Cyprus is planning to suspend FTX.com's two-month-old license, which allows the troubled crypto exchange to operate throughout Europe, people with knowledge of the matter said. 

An announcement on the decision could come as soon as Friday, said the people, who asked not to be named discussing internal deliberations. FTX said in September that it received the permit from the Cyprus Securities and Exchange Commission, covering the EU as well as Norway, Iceland and Lichtenstein. 

Bankman-Fried Loses Entire Fortune (6 a.m.)

Sam Bankman-Fried's entire $16 billion fortune has now been wiped out, one of history's greatest-ever destructions of wealth.

The collapse of FTX and Alameda Research means assets owned by the mogul once likened to John Pierpont Morgan have become worthless.
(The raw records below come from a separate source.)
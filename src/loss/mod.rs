//! Loss metrics recorded once per epoch.
//!
//! Every metric is a pure function of `(targets, outputs)` over the whole
//! dataset, where `outputs` are the raw model outputs `w·x + b`. Regression
//! metrics compare them to the labels directly; classification metrics apply
//! their own link (step or sigmoid) to the raw score first.

use std::fmt;
use std::str::FromStr;

use ndarray::{ArrayView1, Zip};

use crate::error::{Result, TrainError};
use crate::model::activation::step;

/// A scalar summary of prediction error over a dataset.
pub trait Loss {
    /// Computes the loss of raw model `outputs` against `targets`.
    ///
    /// # Panics
    /// If the two arrays differ in length.
    fn loss(&self, targets: ArrayView1<'_, f64>, outputs: ArrayView1<'_, f64>) -> f64;
}

/// Mean absolute error: `(1/n) * Σ|y_i - p_i|`. Returns `0.0` for empty input.
pub fn mae(labels: ArrayView1<'_, f64>, predictions: ArrayView1<'_, f64>) -> f64 {
    (&labels - &predictions)
        .mapv(f64::abs)
        .mean()
        .unwrap_or(0.0)
}

/// Mean squared error: `(1/n) * Σ(y_i - p_i)^2`. Returns `0.0` for empty input.
pub fn mse(labels: ArrayView1<'_, f64>, predictions: ArrayView1<'_, f64>) -> f64 {
    (&labels - &predictions)
        .mapv(|d| d * d)
        .mean()
        .unwrap_or(0.0)
}

/// Root mean squared error: `sqrt(mse)`.
pub fn rmse(labels: ArrayView1<'_, f64>, predictions: ArrayView1<'_, f64>) -> f64 {
    mse(labels, predictions).sqrt()
}

/// Mean perceptron error over raw scores.
///
/// An example contributes `0` when `step(score)` matches its label and
/// `|score|` otherwise, so confidently wrong examples cost more than
/// borderline ones.
pub fn mean_perceptron_error(labels: ArrayView1<'_, f64>, scores: ArrayView1<'_, f64>) -> f64 {
    assert_eq!(labels.len(), scores.len(), "labels and scores differ in length");
    if labels.is_empty() {
        return 0.0;
    }
    let total: f64 = Zip::from(&labels)
        .and(&scores)
        .fold(0.0, |acc, &label, &score| {
            if step(score) == label {
                acc
            } else {
                acc + score.abs()
            }
        });
    total / labels.len() as f64
}

/// Summed log loss over raw scores (logits).
///
/// Per example this is `-(y * ln σ(z) + (1 - y) * ln(1 - σ(z)))`, evaluated
/// as `max(z, 0) - z * y + ln(1 + exp(-|z|))` so large logits stay finite.
pub fn total_log_loss(labels: ArrayView1<'_, f64>, scores: ArrayView1<'_, f64>) -> f64 {
    assert_eq!(labels.len(), scores.len(), "labels and scores differ in length");
    Zip::from(&labels)
        .and(&scores)
        .fold(0.0, |acc, &y, &z| {
            acc + z.max(0.0) - z * y + (-z.abs()).exp().ln_1p()
        })
}

/// Regression loss metric selected by name (`"mae"`, `"mse"`, `"rmse"`).
#[derive(Debug, Clone, Copy, PartialEq, Eq, Default)]
pub enum RegressionMetric {
    Mae,
    Mse,
    #[default]
    Rmse,
}

impl FromStr for RegressionMetric {
    type Err = TrainError;

    fn from_str(s: &str) -> Result<Self> {
        match s {
            "mae" => Ok(RegressionMetric::Mae),
            "mse" => Ok(RegressionMetric::Mse),
            "rmse" => Ok(RegressionMetric::Rmse),
            other => Err(TrainError::Configuration(format!(
                "unknown error metric '{}': expected 'mae', 'mse' or 'rmse'",
                other
            ))),
        }
    }
}

impl fmt::Display for RegressionMetric {
    fn fmt(&self, f: &mut fmt::Formatter<'_>) -> fmt::Result {
        let name = match self {
            RegressionMetric::Mae => "mae",
            RegressionMetric::Mse => "mse",
            RegressionMetric::Rmse => "rmse",
        };
        f.write_str(name)
    }
}

impl Loss for RegressionMetric {
    fn loss(&self, targets: ArrayView1<'_, f64>, outputs: ArrayView1<'_, f64>) -> f64 {
        match self {
            RegressionMetric::Mae => mae(targets, outputs),
            RegressionMetric::Mse => mse(targets, outputs),
            RegressionMetric::Rmse => rmse(targets, outputs),
        }
    }
}

/// Loss tracked by the perceptron trainer; see [`mean_perceptron_error`].
#[derive(Debug, Clone, Copy, Default)]
pub struct PerceptronError;

impl Loss for PerceptronError {
    fn loss(&self, targets: ArrayView1<'_, f64>, outputs: ArrayView1<'_, f64>) -> f64 {
        mean_perceptron_error(targets, outputs)
    }
}

/// Loss tracked by the logistic trainer; see [`total_log_loss`].
#[derive(Debug, Clone, Copy, Default)]
pub struct LogLoss;

impl Loss for LogLoss {
    fn loss(&self, targets: ArrayView1<'_, f64>, outputs: ArrayView1<'_, f64>) -> f64 {
        total_log_loss(targets, outputs)
    }
}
At the peak, the 30-year-old was worth $26 billion, and he was still worth almost $16 billion at the start of the week.

The Bloomberg Billionaires Index now values FTX's US business -- of which Bankman-Fried owns about 70% -- at $1.
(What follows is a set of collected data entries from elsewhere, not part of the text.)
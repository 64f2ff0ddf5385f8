//! Error types for training operations.

use std::fmt;

/// Result alias used throughout the crate.
pub type Result<T> = std::result::Result<T, TrainError>;

/// Error type for training operations.
#[derive(Debug)]
pub enum TrainError {
    /// An enumerated option or hyperparameter is not valid.
    ///
    /// Raised before the first epoch runs.
    Configuration(String),
    /// Feature/label lengths disagree, or rows have different lengths.
    Dimension {
        what: &'static str,
        expected: usize,
        got: usize,
    },
    /// Empty data provided where non-empty was required.
    EmptyData(String),
    /// I/O error while reading a configuration or dataset file.
    Io(String),
    /// Malformed CSV input.
    Csv(String),
    /// Malformed JSON configuration.
    Json(String),
}

impl fmt::Display for TrainError {
    fn fmt(&self, f: &mut fmt::Formatter<'_>) -> fmt::Result {
        match self {
            TrainError::Configuration(msg) => {
                write!(f, "Configuration error: {}", msg)
            }
            TrainError::Dimension { what, expected, got } => {
                write!(
                    f,
                    "Dimension error: {} expected {}, got {}",
                    what, expected, got
                )
            }
            TrainError::EmptyData(msg) => {
                write!(f, "Empty data: {}", msg)
            }
            TrainError::Io(msg) => {
                write!(f, "I/O error: {}", msg)
            }
            TrainError::Csv(msg) => {
                write!(f, "CSV error: {}", msg)
            }
            TrainError::Json(msg) => {
                write!(f, "JSON error: {}", msg)
            }
        }
    }
}

impl std::error::Error for TrainError {}

impl From<std::io::Error> for TrainError {
    fn from(err: std::io::Error) -> Self {
        TrainError::Io(err.to_string())
    }
}

impl From<csv::Error> for TrainError {
    fn from(err: csv::Error) -> Self {
        TrainError::Csv(err.to_string())
    }
}

impl From<serde_json::Error> for TrainError {
    fn from(err: serde_json::Error) -> Self {
        TrainError::Json(err.to_string())
    }
}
Bitcoin Under Pressure (6:32 p.m. Hong Kong)

Shares in cryptocurrency-exposed companies edged lower on Friday, easing after yesterday's US CPI-fueled surge, with the price of Bitcoin under pressure amid the unfolding crisis at FTX. The price of Bitcoin fell 3.1% to around $17,255 as of 5:26 am New York time.

In US premarket trading, Coinbase was down 0.2%, Riot Blockchain down 0.7%, Marathon Digital fell 1.7%, MicroStrategy lost 0.6% and Hut 8 Mining slumped 2.3%.

Tighter Regulation on the Cards (6 p.m. Hong Kong)

Watchdogs and industry experts in both the US and Europe said the unraveling of Sam Bankman-Fried's crypto empire will lead to stricter rules and scrutiny.

In the US, the Financial Stability Board, which last month published a framework for regulating crypto assets, said it would do more work on exchanges and other service providers next year as the FTX implosion emphasized the need for tighter supervision. The comments echo remarks from two US senators, who said the FTX collapse shows that the Commodity Futures Trading Commission needs more oversight powers.

Marina Markezic, co-founder of the European Crypto Initiative, said FTX's collapse will have indirect consequences and “a tremendous effect on shaping up crypto regulation.”

Softbank Said to Expect About $100 Million Loss on FTX Stake (4:30 p.m. Hong Kong)

SoftBank Group invested just under $100 million in FTX.com and anticipates writing down the entire value of the stake, according to a person familiar with the matter. 

The Japanese company had put in a total of less than $100 million and had kept the investment marked close to cost, rather than boosting the valuation and recording a profit, the person said, asking not to be identified because the details are private. SoftBank will likely write down the holding in the December quarter.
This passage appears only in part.